Politics & Policy

A Taft Too Far

The Ohio GOP is in shambles--can Blackwell save it?

EDITOR’S NOTE: This piece appears in the October 10, 2005, issue of National Review.

Obsessive concern for tennis schedules isn’t usually regarded as one of Jimmy Carter’s virtues, but a similar attention to detail might have saved the Ohio GOP a lot of grief: On August 18, Republican governor Bob Taft pleaded no contest to four misdemeanor counts of failing to report golf outings and a variety of other gifts on his financial-disclosure forms. He became Ohio’s first sitting governor to be convicted of a criminal charge. There’s now a chance he’ll be stripped of his law license, just as Bill Clinton was following his admission of false testimony. Democrats in Columbus even began to mention that other word associated with Slick Willie–impeachment–but then realized that a scandal-plagued Taft is more useful to them than no Taft at all.

That’s because Democrats finally stand a good chance of breaking the Republicans’ lock on this swing state. Taft’s indiscretions are a key reason for the Democrats’ improved odds, but hardly the only one. More important is the Ohio GOP’s bizarre determination to refashion itself as a party of higher taxes and bigger government. Since the Republican sweep of 1994, no Democrat has held any of Ohio’s statewide offices. The GOP also dominates the legislature. Democrats have been so desperate to find candidates that they’ve even flirted with the idea of drafting talk-show buffoon Jerry Springer. Republicans, however, have used their period of uninterrupted rule to govern as anything but the fiscal conservatives most voters expect them to be. When they came to power, Ohio’s tax burden ranked 24th among the states. Today, it has risen to 7th. At the same time, spending has grown faster in Ohio than in any other state.

In next year’s race for governor, it will be difficult for Republicans to stick to the formula that has worked so well for them in recent years: slapping the label of tax-and-spend liberalism on Democrats.
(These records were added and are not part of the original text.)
//! End-to-end CLI tests: compile the example mechanisms, exercise the
//! failure modes, and check the developer aids.

use assert_cmd::Command;
use predicates::prelude::*;
use std::error::Error;
use std::path::PathBuf;
use tempfile::tempdir;

fn mechanism_path(name: &str) -> PathBuf {
    PathBuf::from(env!("CARGO_MANIFEST_DIR")).join("../../mechanisms").join(name)
}

#[test]
fn compiles_the_passive_channel() -> Result<(), Box<dyn Error>> {
    let tmp = tempdir()?;
    let prefix = tmp.path().join("pas");
    let prefix_str = prefix.to_str().expect("utf8");

    let mut cmd = Command::cargo_bin("ionc")?;
    cmd.args([
        mechanism_path("pas.ion").to_str().expect("utf8"),
        "-o",
        prefix_str,
        "-N",
        "cat",
    ]);
    cmd.assert().success();

    let hpp = std::fs::read_to_string(tmp.path().join("pas.hpp"))?;
    let cpp = std::fs::read_to_string(tmp.path().join("pas_cpu.cpp"))?;
    assert!(hpp.contains("namespace cat {"));
    assert!(hpp.contains("struct pas_pack {"));
    assert!(cpp.contains("void compute_currents(pas_pack& pp)"));
    Ok(())
}

#[test]
fn compiles_the_gated_channel_with_a_solved_evolve() -> Result<(), Box<dyn Error>> {
    let tmp = tempdir()?;
    let prefix = tmp.path().join("kd");

    let mut cmd = Command::cargo_bin("ionc")?;
    cmd.args([
        mechanism_path("kd.ion").to_str().expect("utf8"),
        "-o",
        prefix.to_str().expect("utf8"),
    ]);
    cmd.assert().success();

    let cpp = std::fs::read_to_string(tmp.path().join("kd_cpu.cpp"))?;
    // the solver's closed form reads dt and calls exp
    assert!(cpp.contains("pp._pp_dt[i]"));
    assert!(cpp.contains("std::exp("));
    assert!(cpp.contains("pp._pp_n[i] ="));
    Ok(())
}

#[test]
fn compiles_the_record_state_synapse() -> Result<(), Box<dyn Error>> {
    let tmp = tempdir()?;
    let prefix = tmp.path().join("exp2syn");

    let mut cmd = Command::cargo_bin("ionc")?;
    cmd.args([
        mechanism_path("exp2syn.ion").to_str().expect("utf8"),
        "-o",
        prefix.to_str().expect("utf8"),
    ]);
    cmd.assert().success();

    let hpp = std::fs::read_to_string(tmp.path().join("exp2syn.hpp"))?;
    // the record state flattens into one pointer per field
    assert!(hpp.contains("_pp_s_a"));
    assert!(hpp.contains("_pp_s_b"));
    Ok(())
}

#[test]
fn missing_input_fails() -> Result<(), Box<dyn Error>> {
    let mut cmd = Command::cargo_bin("ionc")?;
    cmd.arg("does-not-exist.ion");
    cmd.assert().failure().stderr(predicate::str::contains("IO error"));
    Ok(())
}

#[test]
fn parse_errors_abort_with_a_location() -> Result<(), Box<dyn Error>> {
    let tmp = tempdir()?;
    let bad = tmp.path().join("bad.ion");
    std::fs::write(&bad, "density broken { parameter = 1.0; }")?;

    let mut cmd = Command::cargo_bin("ionc")?;
    cmd.arg(bad.to_str().expect("utf8"));
    cmd.assert()
        .failure()
        .stderr(predicate::str::contains("parse error").and(predicate::str::contains("line 1")));
    Ok(())
}

#[test]
fn type_errors_abort() -> Result<(), Box<dyn Error>> {
    let tmp = tempdir()?;
    let bad = tmp.path().join("bad.ion");
    std::fs::write(&bad, "density broken { parameter a = 2 [mV] + 3 [ms]; }")?;

    let mut cmd = Command::cargo_bin("ionc")?;
    cmd.arg(bad.to_str().expect("utf8"));
    cmd.assert().failure().stderr(predicate::str::contains("type error"));
    Ok(())
}

#[test]
fn recursive_functions_abort() -> Result<(), Box<dyn Error>> {
    let tmp = tempdir()?;
    let bad = tmp.path().join("rec.ion");
    std::fs::write(
        &bad,
        "density rec { function f(x: real) : real { f(x) } parameter p = f(1.0); }",
    )?;

    let mut cmd = Command::cargo_bin("ionc")?;
    cmd.arg(bad.to_str().expect("utf8"));
    cmd.assert().failure().stderr(predicate::str::contains("recursive function 'f'"));
    Ok(())
}

#[test]
fn dump_ir_prints_the_solved_mechanism() -> Result<(), Box<dyn Error>> {
    let mut cmd = Command::cargo_bin("ionc")?;
    cmd.args([mechanism_path("kd.ion").to_str().expect("utf8"), "--dump-ir"]);
    cmd.assert()
        .success()
        .stdout(predicate::str::contains("density kd {").and(predicate::str::contains("evolve n'")));
    Ok(())
}

#[test]
fn interface_json_lists_the_external_surface() -> Result<(), Box<dyn Error>> {
    let tmp = tempdir()?;
    let json_path = tmp.path().join("kd.json");
    let prefix = tmp.path().join("kd");

    let mut cmd = Command::cargo_bin("ionc")?;
    cmd.args([
        mechanism_path("kd.ion").to_str().expect("utf8"),
        "-o",
        prefix.to_str().expect("utf8"),
        "--interface-json",
        json_path.to_str().expect("utf8"),
    ]);
    cmd.assert().success();

    let summary: serde_json::Value = serde_json::from_str(&std::fs::read_to_string(&json_path)?)?;
    assert_eq!(summary[0]["name"], "kd");
    assert_eq!(summary[0]["kind"], "density");
    assert_eq!(summary[0]["states"][0], "n");
    assert_eq!(summary[0]["bindings"][0]["ion"], "k");
    Ok(())
}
That will be especially true if they nominate yet another wobbly moderate for the state’s top job. “The environment out here is not very good for Republicans,” says David Hansen of the Buckeye Institute, a conservative think tank in Columbus. In next year’s primary, however, there’s a real possibility that GOP voters will chart a new course. Will their second thoughts come too late to make a difference?…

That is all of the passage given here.